It seems that in the past, there has been an attempt to handle this case differently: https://lore.kernel.org/all/1352348786-24255-1-git-send-email-amit.kachhap@xxxxxxxxxx/ However it seems that the attempt has never been completed, and the remains have been removed: https://lore.kernel.org/all/20220629151012.3115773-2-daniel.lezcano@xxxxxxxxxx/ There also might be a race condition possible here, as it might be the case that after the interrupt, when the thermal framework calls get_temp, the value will already change to a value that would not trigger the trip point. This could be problematic when the temperature is raising, as then the governor will essentially ignore that trip point (trend will be RAISING, but throttle will be false, so nothing will happen). It is less problematic when the temperature is falling, as the temperature will be much lower than the trip point due to hysteresis. However, for the Exynos 5433 SoC, hysteresis is unfortunately set to 1 deg. C and the temperature values are also rounded to 1 deg. C. This means that the race condition might also be possible in this direction on this SoC. I have once managed to get the state stuck at 2 instead of the usual 1 on TM2E. I have not investigated that further, but it seems that this race condition is a good explanation of this behavior.

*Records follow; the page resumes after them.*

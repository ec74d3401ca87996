use chrono::Utc;
use sqlx::SqlitePool;

use super::SqliteInitError;

/// Brings the key-value schema up to date.
pub async fn run_migrations(pool: &SqlitePool) -> Result<(), SqliteInitError> {
    async fn is_applied(pool: &SqlitePool, version: i64) -> Result<bool, sqlx::Error> {
        let row = sqlx::query("SELECT 1 FROM schema_migrations WHERE version = ?1")
            .bind(version)
            .fetch_optional(pool)
            .await?;
        Ok(row.is_some())
    }

    sqlx::query(
        r"
            CREATE TABLE IF NOT EXISTS schema_migrations (
                version INTEGER PRIMARY KEY,
                applied_at TEXT NOT NULL
            );
            ",
    )
    .execute(pool)
    .await?;

    // Version 1: key-value entries.
    if !is_applied(pool, 1).await? {
        let mut tx = pool.begin().await?;

        sqlx::query(
            r"
                CREATE TABLE IF NOT EXISTS kv_entries (
                    key TEXT PRIMARY KEY NOT NULL,
                    value TEXT NOT NULL,
                    updated_at TEXT NOT NULL
                );
            ",
        )
        .execute(&mut *tx)
        .await?;

        sqlx::query(
            r"
                INSERT INTO schema_migrations (version, applied_at)
                VALUES (?1, ?2)
                ON CONFLICT(version) DO NOTHING
            ",
        )
        .bind(1_i64)
        .bind(Utc::now())
        .execute(&mut *tx)
        .await?;

        tx.commit().await?;
    }

    Ok(())
}
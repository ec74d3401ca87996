mod quiz;
mod state;
mod summary;

#[cfg(test)]
mod test_harness;
#[cfg(test)]
mod view_smoke;

pub use quiz::QuizScreen;
pub use state::{ViewError, ViewState, view_state_from_resource};
pub use summary::SummaryPanel;
//! Quiz session control: the controller, its countdown and the events it
//! pushes to the view.

mod controller;
mod countdown;
mod events;

pub use controller::{LOAD_FAILURE_MESSAGE, QuizController};
pub use countdown::{Countdown, TICK_PERIOD, tick_interval};
pub use events::{
    ChannelObserver, NullObserver, PresentedQuestion, ProgressUpdate, QuizEvent, QuizObserver,
    QuizView, ViewAdapter, apply_event,
};
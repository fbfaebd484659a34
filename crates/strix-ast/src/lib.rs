//! Arena-backed AST for ES5 plus ES6 modules.
//!
//! This crate is the *input* data model of the analysis passes: a parser
//! (external to this repository) lowers source text into an [`Ast`] via the
//! `add_*` constructors, attaching JSDoc records where the source carries
//! them. Nodes are stored in a flat arena and referenced by [`NodeId`];
//! parent links are wired at construction time, so consumers can walk both
//! down (through node payloads) and up (through [`Ast::parent`]).

pub mod arena;
pub mod jsdoc;
pub mod node;

pub use arena::Ast;
pub use jsdoc::JsDoc;
pub use node::{
    AssignOp, BinaryOp, DeclKind, Node, NodeId, NodeKind, UnaryOp, UpdateOp,
};
//! Cooperative cancellation.

use std::sync::Arc;
use std::sync::atomic::{AtomicBool, Ordering};

/// A cheaply-clonable cancellation flag.
///
/// Long-running passes poll `is_cancelled` at natural boundaries (between
/// scope exits, between files) and return whatever results are already
/// queued. Cancellation is requested from any thread via `cancel`.
#[derive(Clone, Debug, Default)]
pub struct CancelToken {
    flag: Arc<AtomicBool>,
}

impl CancelToken {
    pub fn new() -> CancelToken {
        CancelToken::default()
    }

    pub fn cancel(&self) {
        self.flag.store(true, Ordering::Relaxed);
    }

    pub fn is_cancelled(&self) -> bool {
        self.flag.load(Ordering::Relaxed)
    }
}
//! Shared base types for the strix front-end.
//!
//! This crate is the bottom of the dependency stack: spans, string
//! interning, diagnostics-as-data, and the cancellation token. Nothing in
//! here knows about the AST or the scope tree.

pub mod cancel;
pub mod diagnostics;
pub mod interner;
pub mod span;

pub use cancel::CancelToken;
pub use diagnostics::{Diagnostic, DiagnosticCategory};
pub use interner::{Atom, Interner};
pub use span::{Span, Spanned};
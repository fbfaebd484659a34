//! Diagnostics as data.
//!
//! Passes accumulate `Diagnostic` values into a sink vector; nothing in the
//! front-end raises user-facing findings as errors or panics. Rendering
//! (colors, source excerpts) is a consumer concern.

use crate::span::Span;

#[derive(Copy, Clone, Debug, PartialEq, Eq)]
pub enum DiagnosticCategory {
    Warning,
    Error,
    Message,
}

/// A related location attached to a primary diagnostic, e.g. "first
/// declaration here".
#[derive(Debug, Clone, PartialEq, Eq)]
pub struct DiagnosticRelatedInformation {
    pub category: DiagnosticCategory,
    pub file: String,
    pub span: Span,
    pub message_text: String,
}

#[derive(Debug, Clone, PartialEq, Eq)]
pub struct Diagnostic {
    pub category: DiagnosticCategory,
    pub code: u32,
    pub file: String,
    pub span: Span,
    pub message_text: String,
    pub related_information: Vec<DiagnosticRelatedInformation>,
}

impl Diagnostic {
    pub fn error(file: impl Into<String>, span: Span, message: impl Into<String>, code: u32) -> Self {
        Self {
            category: DiagnosticCategory::Error,
            code,
            file: file.into(),
            span,
            message_text: message.into(),
            related_information: Vec::new(),
        }
    }

    pub fn warning(
        file: impl Into<String>,
        span: Span,
        message: impl Into<String>,
        code: u32,
    ) -> Self {
        Self {
            category: DiagnosticCategory::Warning,
            code,
            file: file.into(),
            span,
            message_text: message.into(),
            related_information: Vec::new(),
        }
    }

    pub fn with_related(mut self, file: impl Into<String>, span: Span, message: impl Into<String>) -> Self {
        self.related_information.push(DiagnosticRelatedInformation {
            category: DiagnosticCategory::Message,
            file: file.into(),
            span,
            message_text: message.into(),
        });
        self
    }
}

/// Substitute `{0}`, `{1}`, ... placeholders in a message template.
pub fn format_message(message: &str, args: &[&str]) -> String {
    let mut result = message.to_string();
    for (i, arg) in args.iter().enumerate() {
        result = result.replace(&format!("{{{i}}}"), arg);
    }
    result
}
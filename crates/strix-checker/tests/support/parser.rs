//! A minimal recursive-descent parser for the ES subset the test corpus
//! exercises. Test-only: production consumers of the checker bring their
//! own parser and lower into `strix_ast` themselves.

use strix_ast::{AssignOp, Ast, BinaryOp, DeclKind, JsDoc, NodeId, NodeKind, UnaryOp, UpdateOp};
use strix_common::Span;

#[derive(Clone, Debug, PartialEq)]
enum Tok {
    Ident(String),
    Num(f64),
    Str(String),
    Punct(Punct),
    Eof,
}

#[derive(Clone, Copy, Debug, PartialEq, Eq)]
enum Punct {
    LParen,
    RParen,
    LBrace,
    RBrace,
    LBracket,
    RBracket,
    Semi,
    Comma,
    Dot,
    Ellipsis,
    Colon,
    Question,
    Arrow,
    Assign,
    PlusAssign,
    MinusAssign,
    StarAssign,
    SlashAssign,
    PercentAssign,
    EqEq,
    EqEqEq,
    NotEq,
    NotEqEq,
    Lt,
    Gt,
    LtEq,
    GtEq,
    AndAnd,
    OrOr,
    Not,
    Plus,
    Minus,
    Star,
    Slash,
    Percent,
    PlusPlus,
    MinusMinus,
}

#[derive(Clone, Debug)]
struct Token {
    tok: Tok,
    start: u32,
    end: u32,
    jsdoc: Vec<String>,
}
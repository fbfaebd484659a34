//! The per-binding reference model.

use strix_ast::NodeId;
use strix_common::Span;
use strix_scope::{BindingKind, ScopeId};

/// One textual occurrence of a name, resolved to a binding.
#[derive(Clone, Copy, Debug)]
pub struct Reference {
    /// The identifier node.
    pub node: NodeId,
    /// The scope the reference lexically appears in.
    pub scope: ScopeId,
    pub span: Span,
    /// The reference is a declaration site of the binding (first or
    /// repeated).
    pub is_declaration: bool,
    /// A declaration site that sits below the binding's owner scope (a
    /// hoisted `var` declared inside a nested block).
    pub is_hoisted_declaration: bool,
    /// Assigned to: assignment target, compound assignment, `++`/`--`,
    /// destructuring target, `for`-`in`/`of` target.
    pub is_lvalue: bool,
    /// The value is consumed. For declarations this is set only when the
    /// loop header itself uses the binding (`for (x of ...)`).
    pub is_read: bool,
    /// Declaration site with an initializer.
    pub is_initializing: bool,
    /// The declared kind at this site (repeated declarations may use a
    /// different keyword than the binding's first one).
    pub decl_kind: Option<BindingKind>,
    /// Inside the default-value expression of parameter `index` of the
    /// function scope. Cleared by nested function boundaries.
    pub in_default_of: Option<(ScopeId, u16)>,
    /// Inside an expression that evaluates before a declaration's binding
    /// initializes: the declarator's own initializer, or the right-hand
    /// side of a `for`-`in`/`of` header. Holds the guarding declarator or
    /// loop node. Cleared by nested function boundaries.
    pub eval_region: Option<NodeId>,
}

/// All references to one binding, in source order, with rollups the rules
/// consult without rescanning.
#[derive(Debug, Default)]
pub struct ReferenceCollection {
    pub refs: Vec<Reference>,
    /// Any reference consumed the value.
    pub has_read: bool,
    /// Any non-declaration reference wrote the binding.
    pub has_write: bool,
}

impl ReferenceCollection {
    pub fn push(&mut self, reference: Reference) {
        self.has_read |= reference.is_read;
        self.has_write |= reference.is_lvalue && !reference.is_declaration;
        self.refs.push(reference);
    }

    /// Declaration references in source order.
    pub fn declarations(&self) -> impl Iterator<Item = &Reference> {
        self.refs.iter().filter(|r| r.is_declaration)
    }
}
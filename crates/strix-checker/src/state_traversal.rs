//! The traversal driver.
//!
//! An explicit `Enter`/`Exit` frame stack walks the AST in source order;
//! recursion depth is bounded by the stack we own, not the thread's. Each
//! frame carries the reference context its parent computed for it: whether
//! the identifier position reads, writes, or declares, whether it sits in a
//! default-parameter expression, and whether it sits in an expression that
//! evaluates before its own declaration binds. Scopes are pushed when their
//! owning node is entered; a scope's rules fire when its owning node exits,
//! after every reference inside it has been collected.

use tracing::trace;

use strix_ast::{NodeId, NodeKind};
use strix_common::Atom;
use strix_scope::{BindingKind, ScopeId};

use crate::reference::Reference;
use crate::state::CheckerState;

#[derive(Clone, Copy, Debug, PartialEq)]
enum Mode {
    /// Statement position; identifiers do not occur here.
    Stmt,
    /// Value position, result consumed.
    Read,
    /// Value position, result discarded (expression statement, for-update).
    Discard,
    /// Assignment target. `read` is set when the old value is consumed
    /// (compound assignment or `++`/`--` whose result is used, loop
    /// headers).
    Write { read: bool },
    /// Declaration site.
    Decl {
        kind: BindingKind,
        initializing: bool,
        /// Bound by a `for`-`in`/`of` header; the loop itself uses it.
        for_target: bool,
    },
}

#[derive(Clone, Copy, Debug)]
struct Ctx {
    mode: Mode,
    /// Inside the default expression of a parameter of this scope.
    default_of: Option<(ScopeId, u16)>,
    /// Inside the evaluated-before-binding region of this declarator or
    /// loop-header node.
    eval_region: Option<NodeId>,
    /// Transport: the next `VarStmt` below is a `for`-`in`/`of` header.
    for_target: bool,
    /// Transport: defaults in this parameter pattern belong to this
    /// parameter.
    param_of: Option<(ScopeId, u16)>,
}

impl Ctx {
    fn stmt() -> Ctx {
        Ctx {
            mode: Mode::Stmt,
            default_of: None,
            eval_region: None,
            for_target: false,
            param_of: None,
        }
    }

    fn fresh(mode: Mode) -> Ctx {
        Ctx { mode, ..Ctx::stmt() }
    }

    /// Same extras, different mode.
    fn with_mode(self, mode: Mode) -> Ctx {
        Ctx { mode, ..self }
    }

    /// Pattern children keep a write/declare mode; everything else reads.
    fn element_mode(self) -> Mode {
        match self.mode {
            Mode::Write { .. } | Mode::Decl { .. } => self.mode,
            _ => Mode::Read,
        }
    }
}

enum Frame {
    Enter(NodeId, Ctx),
    Exit(Option<ScopeId>),
}
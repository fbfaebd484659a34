//! Pass configuration.

use strix_common::CancelToken;

/// Configuration for the variable-reference check.
#[derive(Clone, Debug, Default)]
pub struct CheckOptions {
    /// Report assignments to locals that are never read
    /// (`UNUSED_LOCAL_ASSIGNMENT`). Off by default.
    pub unused_local_assignments: bool,
    /// Route `import` bindings through the unused-local rule as well.
    /// Off by default: unreferenced imports currently produce no warning,
    /// and flipping this is the supported way to change that without
    /// changing the default contract.
    pub unused_imports: bool,
    /// Optional cooperative cancellation; polled between scope exits.
    pub cancel: Option<CancelToken>,
}
// Discount Card - ui/panels/detail.rs
//
// Provider detail pane: every attribute of the highlighted row, including
// the five filter attributes the table does not show.

use crate::app::state::AppState;
use crate::core::model::Dimension;

/// Render the detail pane (bottom panel).
pub fn render(ui: &mut egui::Ui, state: &AppState) {
    let Some(record) = state.selected_record() else {
        ui.centered_and_justified(|ui| {
            ui.label("Select a provider to view details.");
        });
        return;
    };

    egui::ScrollArea::vertical().show(ui, |ui| {
        egui::Grid::new("detail_grid")
            .num_columns(4)
            .spacing([12.0, 4.0])
            .show(ui, |ui| {
                let fields = [
                    ("Provider Name:", record.provider_name.as_deref()),
                    ("Address:", record.address.as_deref()),
                    ("Phone:", record.phone.as_deref()),
                    ("Hotline:", record.hotline.as_deref()),
                    ("Agreed Prices:", record.agreed_prices.as_deref()),
                ];

                // Display attributes on the left, filter attributes on the right.
                for (row, (label, value)) in fields.iter().enumerate() {
                    ui.strong(*label);
                    ui.label(value.unwrap_or("-"));

                    let dimension = Dimension::ALL[row];
                    ui.strong(format!("{}:", dimension.label()));
                    ui.label(record.attribute(dimension).unwrap_or("-"));
                    ui.end_row();
                }
            });
    });
}
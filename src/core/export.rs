// Discount Card - core/export.rs
//
// Excel, CSV and JSON export of the displayed provider rows.
// The writer-generic functions work on any Write trait object; the
// directory-level entry point picks a fresh file name and creates it.

use crate::core::model::ProviderRecord;
use crate::util::constants::{
    EXPORT_FILE_PREFIX, EXPORT_HEADERS, EXPORT_SHEET_NAME, EXPORT_SUFFIX_LEN,
    MAX_EXPORT_NAME_ATTEMPTS, UTF8_BOM,
};
use crate::util::error::ExportError;
use rust_xlsxwriter::{Format, Workbook};
use serde::Serialize;
use std::fmt;
use std::fs::{File, OpenOptions};
use std::io::{self, BufWriter, Write};
use std::path::{Path, PathBuf};
use std::str::FromStr;

/// Output file format.
#[derive(Debug, Clone, Copy, Default, PartialEq, Eq)]
pub enum ExportFormat {
    /// Excel workbook with a single sheet.
    #[default]
    Xlsx,
    /// Comma-separated values, opened directly by spreadsheet applications.
    Csv,
    /// Pretty-printed array of objects keyed by column header.
    Json,
}

impl ExportFormat {
    pub fn extension(self) -> &'static str {
        match self {
            Self::Xlsx => "xlsx",
            Self::Csv => "csv",
            Self::Json => "json",
        }
    }

    pub fn label(self) -> &'static str {
        match self {
            Self::Xlsx => "Excel",
            Self::Csv => "CSV",
            Self::Json => "JSON",
        }
    }
}

impl fmt::Display for ExportFormat {
    fn fmt(&self, f: &mut fmt::Formatter<'_>) -> fmt::Result {
        f.write_str(self.extension())
    }
}

impl FromStr for ExportFormat {
    type Err = String;

    fn from_str(s: &str) -> Result<Self, Self::Err> {
        match s.to_ascii_lowercase().as_str() {
            "xlsx" => Ok(Self::Xlsx),
            "csv" => Ok(Self::Csv),
            "json" => Ok(Self::Json),
            other => Err(format!(
                "unknown export format \"{other}\" (expected \"xlsx\", \"csv\" or \"json\")"
            )),
        }
    }
}

/// Result of a successful export.
#[derive(Debug, Clone, PartialEq, Eq)]
pub struct ExportOutcome {
    pub path: PathBuf,
    pub rows: usize,
}

/// JSON shape of one exported row. Field order is the column order.
#[derive(Serialize)]
struct ExportRow<'a> {
    #[serde(rename = "Provider Name")]
    provider_name: &'a str,
    #[serde(rename = "Address")]
    address: &'a str,
    #[serde(rename = "Phone")]
    phone: &'a str,
    #[serde(rename = "Hotline")]
    hotline: &'a str,
    #[serde(rename = "Agreed Prices")]
    agreed_prices: &'a str,
}

impl<'a> From<&'a ProviderRecord> for ExportRow<'a> {
    fn from(record: &'a ProviderRecord) -> Self {
        let [provider_name, address, phone, hotline, agreed_prices] = record.display_cells();
        Self {
            provider_name,
            address,
            phone,
            hotline,
            agreed_prices,
        }
    }
}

Interesting. That's really tough situation in that platform. AFAICS the code_to_temp() cannot do much, that rounding happens in the HW. In such situation that you've described: temp value can 'oscillate' very fast around the value point (next gets rounded in HW) in the meantime the run of the code is progressing. I would not relay on interrupt only mode in this case. The value stuck at 2 worries me because even if you change those values in the DT as above, the race condition could happen and leave you with state stuck at 1. Escaping the control algorithm while going down is less dangerous, but based on the code AFAICS it might be also in theory possible while going up with the temperature. Very unlikely for the 2nd trip point, because the temp would be higher than 1st trip. That would set the throttling to true for 1st trip (because we loop over all possible trip points). I'm worried about last trip point, because it could escape the control alg there. Furthermore, since those cooling state values are limited-space and hard-coded for the last trip points, the temp can reach hot/critical trip point and shut down the device (fortunately it's not handled by the governor interpretation code, but fwk and it would work fine). So please make sure you have hot/critical trip point as last one, if you already don't have that.
I feel very incompetent to attempt to resolve these issues, as I have only read the thermal framework code for a bit. What do you think should be done here?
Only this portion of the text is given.